I substituted whole-wheat orecchiette for Giada’s spaghetti and ended up with a fine Comfort Food Dinner, perfect for a snowy winter day. We shoveled it into our eagerly waiting faces... and then we slept, visions of shovels and snow dancing in our heads.

5 comments:

Teresa said...

It's still snowing here.

We just finished round one of shovel out. We have Coq Au Vin in the crockpot... but I have to say right now I would just love some of that incredibly delicious looking pasta! Wow.

Elisson said...

C'mon down! (Assuming you could get out of Boston, which you can't... or from the ATL airport to us, which you can't.) We got da pasta, and we got da Osso Buco in progress.
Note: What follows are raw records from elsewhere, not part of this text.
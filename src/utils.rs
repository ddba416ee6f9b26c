//! Small helpers for timestamps, log truncation, and file system checks.

use chrono::{SecondsFormat, Utc};
use std::error::Error;
use std::fs as stdfs;
use std::path::Path;
use tokio::fs;
use tracing::{info, instrument};

/// Current UTC time as an RFC 3339 string with millisecond precision.
///
/// Matches the `2024-01-01T00:00:00.000Z` shape the agent writes into
/// `lastUpdated`.
pub fn now_rfc3339() -> String {
    Utc::now().to_rfc3339_opts(SecondsFormat::Millis, true)
}

/// Truncate a string for logging purposes.
///
/// Long strings are cut at the last character boundary at or before `max`
/// bytes and get an ellipsis plus a byte count appended. Agent output is
/// frequently non-ASCII, so the cut never splits a character.
///
/// # Examples
///
/// ```ignore
/// assert_eq!(truncate_for_log("short", 100), "short");
/// assert_eq!(truncate_for_log(&"a".repeat(500), 10), "aaaaaaaaaa…(+490 bytes)");
/// ```
pub fn truncate_for_log(s: &str, max: usize) -> String {
    if s.len() <= max {
        return s.to_string();
    }
    let mut cut = max;
    while !s.is_char_boundary(cut) {
        cut -= 1;
    }
    format!("{}…(+{} bytes)", &s[..cut], s.len() - cut)
}

/// Ensure a directory exists and is writable.
///
/// Creates the directory if needed, then creates and removes a probe file.
///
/// # Errors
///
/// Returns an error if the directory cannot be created or is not writable
/// (permission denied, read-only filesystem, etc.).
#[instrument(level = "info", skip_all, fields(path = %path.display()))]
pub async fn ensure_writable_dir(path: &Path) -> Result<(), Box<dyn Error>> {
    fs::create_dir_all(path).await?;
    let probe_path = path.join("..__probe_write__");
    stdfs::File::create(&probe_path)?;
    let _ = stdfs::remove_file(&probe_path);
    info!("Directory is writable");
    Ok(())
}
fn draw_tabs(f: &mut Frame, state: &ReaderState, news: &[NewsArticle], area: Rect) {
    let titles: Vec<Line> = CategoryFilter::TABS
        .iter()
        .enumerate()
        .map(|(i, filter)| {
            if *filter == state.filter {
                Line::from(format!("{} {} ({})", i + 1, filter.label(), category_count(news, *filter)))
            } else {
                Line::from(format!("{} {}", i + 1, filter.label()))
            }
        })
        .collect();
    let selected = CategoryFilter::TABS
        .iter()
        .position(|f| *f == state.filter)
        .unwrap_or(0);

    let tabs = Tabs::new(titles)
        .select(selected)
        .style(Style::default().fg(Color::DarkGray))
        .highlight_style(Style::default().fg(Color::White).add_modifier(Modifier::BOLD))
        .block(Block::default().borders(Borders::BOTTOM));
    f.render_widget(tabs, area);
}

fn card(article: &NewsArticle, width: usize) -> ListItem<'static> {
    let color = category_color(article.category);
    let mut meta = vec![Span::styled(
        format!("[{}]", article.category.label()),
        Style::default().fg(color).add_modifier(Modifier::BOLD),
    )];
    if article.is_high() {
        meta.push(Span::styled(
            " ★ KEY",
            Style::default().fg(Color::Yellow).add_modifier(Modifier::BOLD),
        ));
    }
    meta.push(Span::styled(
        format!("  {}", format_date(&article.published_at, DateFormat::Short)),
        Style::default().fg(Color::DarkGray),
    ));

    let title_style = if article.is_high() {
        Style::default().fg(Color::White).add_modifier(Modifier::BOLD)
    } else {
        Style::default().add_modifier(Modifier::BOLD)
    };

    ListItem::new(vec![
        Line::from(meta),
        Line::from(Span::styled(truncate_with_ellipsis(&article.title, width).into_owned(), title_style)),
        Line::from(Span::styled(
            truncate_with_ellipsis(&article.summary, width).into_owned(),
            Style::default().fg(Color::Gray),
        )),
        Line::from(Span::styled(article.source_name.clone(), Style::default().fg(Color::DarkGray))),
        Line::raw(""),
    ])
}

fn detail_lines(article: &NewsArticle) -> Vec<Line<'static>> {
    let color = category_color(article.category);
    let mut meta = vec![Span::styled(
        format!("[{}]", article.category.label()),
        Style::default().fg(color).add_modifier(Modifier::BOLD),
    )];
    if article.is_high() {
        meta.push(Span::styled(
            "  ★ Key story",
            Style::default().fg(Color::Yellow).add_modifier(Modifier::BOLD),
        ));
    }
    meta.push(Span::styled(
        format!("  {}", format_date(&article.published_at, DateFormat::Long)),
        Style::default().fg(Color::DarkGray),
    ));

    vec![
        Line::from(meta),
        Line::raw(""),
        Line::from(Span::styled(
            article.title.clone(),
            Style::default().fg(Color::White).add_modifier(Modifier::BOLD),
        )),
        Line::raw(""),
        Line::raw(article.summary.clone()),
        Line::raw(""),
        Line::from(Span::styled("SOURCE", Style::default().fg(Color::DarkGray))),
        Line::raw(article.source_name.clone()),
        Line::from(Span::styled(
            article.url.clone(),
            Style::default().fg(Color::Cyan).add_modifier(Modifier::UNDERLINED),
        )),
    ]
}

fn draw_detail(f: &mut Frame, article: &NewsArticle, scroll: u16) {
    let area = dialog_area(f.area());
    f.render_widget(Clear, area);

    let block = Block::default()
        .title(" Article ")
        .title_bottom(Line::from(" [Esc] close  [j/k] scroll ").right_aligned())
        .borders(Borders::ALL)
        .border_style(Style::default().fg(category_color(article.category)));
    let para = Paragraph::new(detail_lines(article))
        .block(block)
        .wrap(Wrap { trim: false })
        .scroll((scroll, 0));
    f.render_widget(para, area);
}

fn draw_footer(f: &mut Frame, state: &ReaderState, area: Rect) {
    let line = if state.detail.is_open() {
        Line::from(vec![
            Span::styled("  [Esc]", Style::default().fg(Color::Yellow)),
            Span::raw(" close  "),
            Span::styled("[j/k]", Style::default().fg(Color::Yellow)),
            Span::raw(" scroll  "),
        ])
    } else {
        Line::from(vec![
            Span::styled("  [q]", Style::default().fg(Color::Yellow)),
            Span::raw("uit  "),
            Span::styled("[r]", Style::default().fg(Color::Yellow)),
            Span::raw("eload  "),
            Span::styled("[Tab/1-4]", Style::default().fg(Color::Yellow)),
            Span::raw(" filter  "),
            Span::styled("[j/k]", Style::default().fg(Color::Yellow)),
            Span::raw(" move  "),
            Span::styled("[Enter]", Style::default().fg(Color::Yellow)),
            Span::raw(" open  "),
        ])
    };
    f.render_widget(Paragraph::new(line), area);
}

fn truncate_with_ellipsis(s: &str, max_width: usize) -> Cow<'_, str> {
    let char_count = s.chars().count();
    if char_count <= max_width {
        Cow::Borrowed(s)
    } else if max_width <= 3 {
        Cow::Owned(".".repeat(max_width))
    } else {
        let end = s
            .char_indices()
            .nth(max_width - 3)
            .map(|(i, _)| i)
            .unwrap_or(s.len());
        Cow::Owned(format!("{}...", &s[..end]))
    }
}

#[cfg(test)]
mod tests {
    use super::*;
    use crate::reader::loader::LoadError;
    use crate::reader::state::tests::{key, loaded};
    use crossterm::event::KeyCode;
    use ratatui::{Terminal, backend::TestBackend};
    use reqwest::StatusCode;

    fn render(state: &ReaderState) -> String {
        render_sized(state, 100, 30)
    }

    fn render_sized(state: &ReaderState, width: u16, height: u16) -> String {
        let mut terminal = Terminal::new(TestBackend::new(width, height)).unwrap();
        terminal.draw(|f| draw(f, state)).unwrap();
        let buffer = terminal.backend().buffer();
        let mut screen = String::new();
        for y in 0..buffer.area.height {
            for x in 0..buffer.area.width {
                screen.push_str(buffer[(x, y)].symbol());
            }
            screen.push('\n');
        }
        screen
    }

    #[test]
    fn test_truncate_short_string_unchanged() {
        assert_eq!(truncate_with_ellipsis("hello", 10), "hello");
    }

    #[test]
    fn test_truncate_long_string() {
        assert_eq!(truncate_with_ellipsis("hello world", 8), "hello...");
    }

    #[test]
    fn test_truncate_multibyte_chars() {
        assert_eq!(truncate_with_ellipsis("新モデル発表のお知らせ", 6), "新モデ...");
    }

    #[test]
    fn test_loading_screen() {
        let screen = render(&ReaderState::new());
        assert!(screen.contains("Loading..."));
    }

    #[test]
    fn test_high_importance_rendered_first() {
        let screen = render(&loaded());
        let high = screen.find("Title 20240101-001").expect("high article shown");
        let normal = screen.find("Title 20240101-002").expect("normal article shown");
        assert!(high < normal);
        assert!(screen.contains("3 articles"));
        assert!(screen.contains("1 key story "));
        assert!(screen.contains("All (3)"));
    }

    #[test]
    fn test_scrolled_list_matches_hit_test_offset() {
        use crate::models::Importance;
        use crate::models::fixtures::article;

        let mut state = ReaderState::new();
        let news = (1..=9)
            .map(|i| {
                let id = format!("202401{i:02}-001");
                article(&id, Category::Other, Importance::Normal, &format!("2024-01-{i:02}T00:00:00Z"))
            })
            .collect();
        state.finish_load(0, Ok(NewsSnapshot { last_updated: String::new(), news }));
        state.handle_key(key(KeyCode::End));

        let screen = Rect::new(0, 0, 80, 21);
        assert_eq!(first_visible(state.cursor, list_area(screen).height), 7);

        // Display order is newest first, so index 7 is Jan 2 and index 8 is Jan 1.
        let out = render_sized(&state, 80, 21);
        assert!(out.contains("Title 20240102-001"));
        assert!(out.contains("Title 20240101-001"));
        assert!(!out.contains("Title 20240103-001"));
        assert!(out.contains("0 key stories"));
    }

    #[test]
    fn test_card_at_maps_rows_to_cards() {
        let screen = Rect::new(0, 0, 100, 30);
        let list = list_area(screen);
        assert_eq!(card_at(screen, list.x, list.y, 0, 3), Some(0));
        assert_eq!(card_at(screen, list.x, list.y + CARD_HEIGHT - 1, 0, 3), Some(0));
        assert_eq!(card_at(screen, list.x, list.y + 2 * CARD_HEIGHT, 0, 3), Some(2));
        assert_eq!(card_at(screen, list.x, list.y + 3 * CARD_HEIGHT, 0, 3), None);
        assert_eq!(card_at(screen, 0, 0, 0, 3), None);
    }

    #[test]
    fn test_error_screen_shows_status_and_reload() {
        let mut state = ReaderState::new();
        state.finish_load(0, Err(LoadError::Status(StatusCode::INTERNAL_SERVER_ERROR)));
        let screen = render(&state);
        assert!(screen.contains("Failed to load"));
        assert!(screen.contains("500"));
        assert!(screen.contains("[r] Reload"));
    }

    #[test]
    fn test_empty_snapshot_shows_empty_state() {
        let mut state = ReaderState::new();
        state.finish_load(
            0,
            Ok(NewsSnapshot {
                last_updated: "2024-01-01T00:00:00Z".to_string(),
                news: vec![],
            }),
        );
        let screen = render(&state);
        assert!(screen.contains("No news yet"));
        assert!(!screen.contains("All ("));
        assert!(!screen.contains("Failed to load"));
    }

    #[test]
    fn test_empty_category_is_distinct_from_empty_snapshot() {
        let mut state = loaded();
        state.handle_key(key(KeyCode::Char('4')));
        let screen = render(&state);
        assert!(screen.contains("No articles in this category"));
        assert!(screen.contains("Other (0)"));
        assert!(!screen.contains("No news yet"));
    }

    #[test]
    fn test_detail_open_then_closed_matches_initial_screen() {
        let mut state = loaded();
        let before = render(&state);

        state.handle_key(key(KeyCode::Enter));
        let open = render(&state);
        assert!(open.contains(" Article "));
        assert!(open.contains("https://example.com/20240101-001"));

        state.handle_key(key(KeyCode::Esc));
        assert_eq!(render(&state), before);
    }
}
Hey, if you can't travel, at least you can eat!

Anonymous said...

... I cleared a path down the driveway today with a 8-inch coal scoop...... I dare to say that I am middle-aged yet, but it certainly had me sweating buckets in 27 degree weather.....

Elisson said...

That coal scoop has quite a history, if I am not mistaken...

og said...

Giadia also has an enormous head. If you made a bobble head of that woman, you'd have to reduce the size of the head on the bobble head to make it believable.

Still, she can cook, and has a tolerable dumper on her.